Furthermore, beetroot is able to absorb bile acids (which could interact with intestinal bacteria and produce carcinogens) and promote the growth of good bacteria, just like a probiotic.
It is also an ideal food to combat intestinal irregularities and constipation, thanks to the presence of dietary fiber. The high fiber content then makes the beetroot a purifying food, useful for eliminating toxins.

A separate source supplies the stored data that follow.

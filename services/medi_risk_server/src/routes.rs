//! JSON prediction and liveness endpoints.

use crate::AppState;
use axum::body::Bytes;
use axum::extract::{Json, State};
use axum::http::{header, StatusCode};
use axum::response::{IntoResponse, Response};
use medi_risk::{PredictionOutcome, RawRecord};
use serde_json::value::RawValue;
use serde_json::{json, Value as JsonValue};
use std::collections::BTreeMap;

pub const NO_DATA: &str = "No data provided";
pub const MALFORMED: &str = "Request body is not valid JSON";

/// Sends a [`PredictionOutcome`] with its own status and content type.
pub struct OutcomeResponse(pub PredictionOutcome);

impl IntoResponse for OutcomeResponse {
    fn into_response(self) -> Response {
        let outcome = self.0;
        let status = StatusCode::from_u16(outcome.status.code())
            .unwrap_or(StatusCode::INTERNAL_SERVER_ERROR);
        (
            status,
            [(header::CONTENT_TYPE, outcome.content.mime())],
            outcome.render_body(),
        )
            .into_response()
    }
}

/// What a `POST /predict` body turned out to hold.
#[derive(Debug)]
pub(crate) enum Payload {
    /// Nothing at all, or a falsy JSON value.
    Empty,
    /// Non-empty bytes that are not JSON.
    Malformed,
    Record(RawRecord),
}

fn plain_bad_request(message: &'static str) -> Response {
    (
        StatusCode::BAD_REQUEST,
        [(header::CONTENT_TYPE, "text/plain")],
        message,
    )
        .into_response()
}

/// `null`, `false`, zero, and empty strings, arrays or objects carry no data.
fn is_empty_value(value: &JsonValue) -> bool {
    match value {
        JsonValue::Null => true,
        JsonValue::Bool(b) => !b,
        JsonValue::Number(n) => n.as_f64() == Some(0.0),
        JsonValue::String(s) => s.is_empty(),
        JsonValue::Array(a) => a.is_empty(),
        JsonValue::Object(o) => o.is_empty(),
    }
}

/// Rebuild an object whose only fault is a number literal outside the
/// `f64` range.
///
/// Such literals saturate through [`RawRecord::insert_number`] so the field
/// reaches the range check; other values that still fail to parse are
/// kept as text and report as non-numeric.
fn overflowing_object(body: &[u8]) -> Option<RawRecord> {
    let fields: BTreeMap<String, Box<RawValue>> = serde_json::from_slice(body).ok()?;
    let mut record = RawRecord::new();
    for (name, raw) in fields {
        let text = raw.get();
        match serde_json::from_str::<JsonValue>(text) {
            Ok(value) => record.insert(name, value),
            Err(_) => match text.parse::<f64>() {
                Ok(x) => record.insert_number(name, x),
                Err(_) => record.insert(name, text),
            },
        }
    }
    Some(record)
}

pub(crate) fn parse_body(body: &[u8]) -> Payload {
    if body.iter().all(u8::is_ascii_whitespace) {
        return Payload::Empty;
    }
    match serde_json::from_slice::<JsonValue>(body) {
        Ok(value) if is_empty_value(&value) => Payload::Empty,
        Ok(value) => Payload::Record(RawRecord::from_json(value)),
        Err(e) => match overflowing_object(body) {
            Some(record) => Payload::Record(record),
            None => {
                log::debug!("unreadable prediction body: {e}");
                Payload::Malformed
            }
        },
    }
}

pub async fn predict(State(state): State<AppState>, body: Bytes) -> Response {
    let record = match parse_body(&body) {
        Payload::Record(record) => record,
        Payload::Empty => return plain_bad_request(NO_DATA),
        Payload::Malformed => return plain_bad_request(MALFORMED),
    };
    let outcome = state.predictor.predict(&record);
    log::info!(
        "POST /predict -> {} ({} field(s) received)",
        outcome.status.code(),
        record.len()
    );
    OutcomeResponse(outcome).into_response()
}

pub async fn health() -> Json<JsonValue> {
    Json(json!({ "status": "healthy" }))
}
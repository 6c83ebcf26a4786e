//! Command-line and environment configuration.

use clap::Parser;
use log::LevelFilter;
use medi_risk::DEFAULT_MODEL_PATH;
use std::net::SocketAddr;
use std::path::PathBuf;

pub const DEFAULT_BIND: &str = "127.0.0.1:8710";

#[derive(Debug, Parser)]
#[command(
    name = "medi-risk-server",
    version,
    author = "MediLang Team",
    about = "Serve the diabetes risk classifier over HTTP and a browser form",
    long_about = "medi-risk-server loads a pre-trained diabetes risk classifier once at\n\
        startup and serves it to concurrent requests.\n\n\
        ENDPOINTS:\n\
        \n  GET  /          Interactive risk assessment form\n\
        \n  POST /assess    Form submission (application/x-www-form-urlencoded)\n\
        \n  POST /predict   JSON prediction, returns \"0\" or \"1\"\n\
        \n  GET  /health    Liveness probe"
)]
pub struct Cli {
    /// Increase verbosity level (-v, -vv)
    #[arg(short, long, action = clap::ArgAction::Count)]
    pub verbose: u8,

    /// Address to listen on
    #[arg(long, env = "MEDI_RISK_BIND", value_name = "ADDR", default_value = DEFAULT_BIND)]
    pub bind: SocketAddr,

    /// Path to the model artifact, relative to the working directory
    #[arg(long, env = "MEDI_RISK_MODEL", value_name = "FILE", default_value = DEFAULT_MODEL_PATH)]
    pub model: PathBuf,
}

impl Cli {
    pub fn config(&self) -> ServerConfig {
        ServerConfig {
            bind: self.bind,
            model_path: self.model.clone(),
        }
    }

    pub fn log_level(&self) -> LevelFilter {
        match self.verbose {
            0 => LevelFilter::Info,
            1 => LevelFilter::Debug,
            _ => LevelFilter::Trace,
        }
    }
}

#[derive(Debug, Clone, PartialEq, Eq)]
pub struct ServerConfig {
    pub bind: SocketAddr,
    pub model_path: PathBuf,
}
//! HTTP and browser-form front-ends for the diabetes risk classifier.
//!
//! The model is loaded once by [`run`] and shared read-only by every
//! request through [`AppState`].

pub mod config;
pub mod error;
pub mod form;
pub mod routes;

use axum::http::Method;
use axum::routing::{get, post};
use axum::Router;
use medi_risk::Predictor;
use minijinja::Environment;
use std::sync::Arc;
use tower_http::cors::{Any, CorsLayer};

pub use config::{Cli, ServerConfig};
pub use error::ServerError;

#[derive(Debug, Clone)]
pub struct AppState {
    pub predictor: Predictor,
    pub templates: Arc<Environment<'static>>,
}

impl AppState {
    /// Shared state with the form templates compiled once.
    pub fn new(predictor: Predictor) -> Result<Self, ServerError> {
        Ok(Self {
            predictor,
            templates: Arc::new(form::templates()?),
        })
    }
}

pub fn router(state: AppState) -> Router {
    let cors = CorsLayer::new()
        .allow_origin(Any)
        .allow_methods([Method::GET, Method::POST])
        .allow_headers(Any);

    Router::new()
        .route("/", get(form::index))
        .route("/assess", post(form::assess))
        .route("/predict", post(routes::predict))
        .route("/health", get(routes::health))
        .layer(cors)
        .with_state(state)
}

async fn shutdown_signal() {
    if let Err(e) = tokio::signal::ctrl_c().await {
        log::warn!("cannot listen for shutdown signal: {e}");
        std::future::pending::<()>().await;
    }
    log::info!("shutting down");
}

/// Load the model, bind and serve until Ctrl-C.
pub async fn run(config: ServerConfig) -> Result<(), ServerError> {
    let predictor = Predictor::load(&config.model_path)?;
    let app = router(AppState::new(predictor)?);

    let listener = tokio::net::TcpListener::bind(config.bind)
        .await
        .map_err(|source| ServerError::Bind {
            addr: config.bind,
            source,
        })?;
    log::info!("medi-risk-server listening on http://{}", config.bind);
    axum::serve(listener, app)
        .with_graceful_shutdown(shutdown_signal())
        .await
        .map_err(ServerError::Serve)
}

In general, it also has anti-inflammatory, anticancer and protective properties for the liver.
It has anticancer properties described in various scientific researches. It seems that the root is able to slow down the growth and development of cancer cells and in particular would have benefits in cases of colon, breast and prostate cancer.
It is an antidepressant as red beetroot is very rich in betaine and tryptophan, substances useful for fighting depression. In particular, tryptophan is an amino acid capable of stimulating the production of seratonin, the so-called “happiness hormone”.
It aids digestion as it stimulates the secretion of gastric juices which facilitate digestion.
It is good for the bones as it contains an important amount of calcium, magnesium, and numerous micronutrients essential for the well-being of the cells.
The presence of calcium and sodium helps to keep the elasticity of bones and tissues intact.
It fights diabetes as its regular consumption helps to reduce blood sugar levels, because it contains an antioxidant: alpha-lipoic acid.
Among the contraindications, it should be remembered that beetroot, in particular its leaves, are also a source of vitamin K, which is necessary for blood clotting. Consequently, beetroot is not very suitable for those who use anticoagulant drugs.
Furthermore, kidney stones sufferers should not eat beets due to their high mineral and oxalate content. Those with stomach acid problems should also avoid them, as they stimulate the production of gastric juices.